[Input Boundary: Start]
//! Convenience result type alias for Filebox.

use crate::error::AppError;

/// A specialized `Result` type for Filebox operations.
///
/// This is defined as a convenience so that every crate does not need to
/// write `Result<T, AppError>` explicitly.
pub type AppResult<T> = Result<T, AppError>;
[Input Boundary: End]
_What is required_
Every line of the data above is to be repeated exactly.

_Problem solution_
//! Convenience result type alias for Filebox.

use crate::error::AppError;

/// A specialized `Result` type for Filebox operations.
///
/// This is defined as a convenience so that every crate does not need to
/// write `Result<T, AppError>` explicitly.
pub type AppResult<T> = Result<T, AppError>;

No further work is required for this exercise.